Kearney In The News

August 17, 2019
Wolf Pack: Local pols back guv’s moves on gun control

HARRISBURG, Pa. — Pennsylvania Gov. Tom Wolf directed state police and other agencies under his control Friday to focus greater efforts on addressing gun violence, two days after a gunman shot six Philadelphia police officers.

Wolf said set up a new Special Council on Gun Violence and gave it six months to recommend how to reduce mass shootings, domestic violence, suicides and accidental shootings.

He also established the Office of Gun Violence Prevention at the Pennsylvania Commission on Crime and delinquency and a violence prevention division within the Health Department.

“I applaud him,” said state Sen. Tom Killion, R-9 of Middletown. “The governor worked closely with me last session. He was very helpful in getting the domestic abuse bill across the finish line and I think what he’s doing is a great thing.”

The announcement had been planned for Thursday but was rescheduled after the nearly eight-hour standoff in Philadelphia that left the officers with injuries not considered life-threatening. A suspect who fired at police from inside a building before finally surrendering has been arrested but not yet charged.

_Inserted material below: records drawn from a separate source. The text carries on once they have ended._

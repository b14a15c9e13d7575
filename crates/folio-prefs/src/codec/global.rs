//! Global settings <-> dictionary.

use folio_benc::BencDict;

use super::field::{format_decimal, read_field};
use super::keys;
use crate::language::LanguageSelector;
use crate::types::GlobalSettings;

/// Serialize global settings to a dictionary.
///
/// Optional strings that are unset or empty are omitted.
pub fn serialize_global(settings: &GlobalSettings) -> BencDict {
    let mut dict = BencDict::new();

    dict.insert(keys::SHOW_TOOLBAR, settings.show_toolbar);
    dict.insert(keys::SHOW_TOC, settings.show_toc);
    dict.insert(keys::TOC_DX, settings.toc_dx);
    dict.insert(
        keys::PDF_ASSOCIATE_DONT_ASK,
        settings.pdf_associate_dont_ask_again,
    );
    dict.insert(
        keys::PDF_ASSOCIATE_ASSOCIATE,
        settings.pdf_associate_should_associate,
    );

    dict.insert(keys::BG_COLOR, settings.bg_color);
    dict.insert(keys::ESC_TO_EXIT, settings.esc_to_exit);
    dict.insert(keys::ENABLE_AUTO_UPDATE, settings.enable_auto_update);
    dict.insert(keys::REMEMBER_OPENED_FILES, settings.remember_opened_files);
    dict.insert(keys::GLOBAL_PREFS_ONLY, settings.global_prefs_only);

    dict.insert(keys::DISPLAY_MODE, settings.default_display_mode);
    dict.insert(keys::ZOOM_VIRTUAL, format_decimal(settings.default_zoom));
    dict.insert(keys::WINDOW_STATE, settings.window_state);
    dict.insert(keys::WINDOW_X, settings.window_pos.x);
    dict.insert(keys::WINDOW_Y, settings.window_pos.y);
    dict.insert(keys::WINDOW_DX, settings.window_pos.dx);
    dict.insert(keys::WINDOW_DY, settings.window_pos.dy);

    insert_non_empty(
        &mut dict,
        keys::INVERSE_SEARCH_COMMANDLINE,
        settings.inverse_search_cmd_line.as_deref(),
    );
    dict.insert(keys::ENABLE_TEX_ENHANCEMENTS, settings.enable_tex_enhancements);
    insert_non_empty(
        &mut dict,
        keys::VERSION_TO_SKIP,
        settings.version_to_skip.as_deref(),
    );
    insert_non_empty(
        &mut dict,
        keys::LAST_UPDATE,
        settings.last_update_time.as_deref(),
    );
    dict.insert(keys::UI_LANGUAGE, settings.ui_language.as_str());

    dict.insert(keys::FWDSEARCH_OFFSET, settings.fwdsearch.offset);
    dict.insert(keys::FWDSEARCH_COLOR, settings.fwdsearch.color);
    dict.insert(keys::FWDSEARCH_WIDTH, settings.fwdsearch.width);
    dict.insert(keys::FWDSEARCH_PERMANENT, settings.fwdsearch.permanent);

    dict
}

fn insert_non_empty(dict: &mut BencDict, key: &str, value: Option<&str>) {
    if let Some(text) = value.filter(|text| !text.is_empty()) {
        dict.insert(key, text);
    }
}

/// Read global settings from a dictionary into `settings`.
///
/// Fields whose key is absent or malformed keep their current value, so
/// `settings` should hold defaults before the call. A present language
/// code is offered to `language`; `ui_language` changes only if it is
/// accepted.
pub fn deserialize_global(
    dict: &BencDict,
    settings: &mut GlobalSettings,
    language: &mut dyn LanguageSelector,
) {
    read_field(dict, keys::SHOW_TOOLBAR, &mut settings.show_toolbar);
    read_field(dict, keys::SHOW_TOC, &mut settings.show_toc);
    read_field(dict, keys::TOC_DX, &mut settings.toc_dx);
    read_field(
        dict,
        keys::PDF_ASSOCIATE_DONT_ASK,
        &mut settings.pdf_associate_dont_ask_again,
    );
    read_field(
        dict,
        keys::PDF_ASSOCIATE_ASSOCIATE,
        &mut settings.pdf_associate_should_associate,
    );
    read_field(dict, keys::ESC_TO_EXIT, &mut settings.esc_to_exit);
    read_field(dict, keys::BG_COLOR, &mut settings.bg_color);
    read_field(dict, keys::ENABLE_AUTO_UPDATE, &mut settings.enable_auto_update);
    read_field(
        dict,
        keys::REMEMBER_OPENED_FILES,
        &mut settings.remember_opened_files,
    );
    read_field(dict, keys::GLOBAL_PREFS_ONLY, &mut settings.global_prefs_only);

    read_field(dict, keys::DISPLAY_MODE, &mut settings.default_display_mode);
    read_field(dict, keys::ZOOM_VIRTUAL, &mut settings.default_zoom);
    read_field(dict, keys::WINDOW_STATE, &mut settings.window_state);
    read_field(dict, keys::WINDOW_X, &mut settings.window_pos.x);
    read_field(dict, keys::WINDOW_Y, &mut settings.window_pos.y);
    read_field(dict, keys::WINDOW_DX, &mut settings.window_pos.dx);
    read_field(dict, keys::WINDOW_DY, &mut settings.window_pos.dy);

    read_field(
        dict,
        keys::INVERSE_SEARCH_COMMANDLINE,
        &mut settings.inverse_search_cmd_line,
    );
    read_field(
        dict,
        keys::ENABLE_TEX_ENHANCEMENTS,
        &mut settings.enable_tex_enhancements,
    );
    read_field(dict, keys::VERSION_TO_SKIP, &mut settings.version_to_skip);
    read_field(dict, keys::LAST_UPDATE, &mut settings.last_update_time);

    if let Some(code) = dict.get_str(keys::UI_LANGUAGE) {
        if language.select_language(code) {
            settings.ui_language = code.to_string();
        }
    }

    read_field(dict, keys::FWDSEARCH_OFFSET, &mut settings.fwdsearch.offset);
    read_field(dict, keys::FWDSEARCH_COLOR, &mut settings.fwdsearch.color);
    read_field(dict, keys::FWDSEARCH_WIDTH, &mut settings.fwdsearch.width);
    read_field(
        dict,
        keys::FWDSEARCH_PERMANENT,
        &mut settings.fwdsearch.permanent,
    );
}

Wolf said state police will expand and support gun buy-back programs and increase monitoring of hate groups and white nationalists. His state police commissioner, Col. Robert Evanchick, said he will set up a task force to consider what steps to take regarding gun buy-back efforts.

The Office of Gun Violence Prevention will work to deter shootings in areas that have high rates of violence and coordinate the reporting of lost and stolen guns to police.

The governor’s office says more than 1,600 people died of gunshot wounds in Pennsylvania in 2017.

House Democratic Whip Jordan Harris, who represents a Philadelphia district, recounted how this year in his city there have been eight cases in which at least four people were shot — with victims who were walking down the street, waiting for takeout food, attending a graduation party and gathering to shoot a music video.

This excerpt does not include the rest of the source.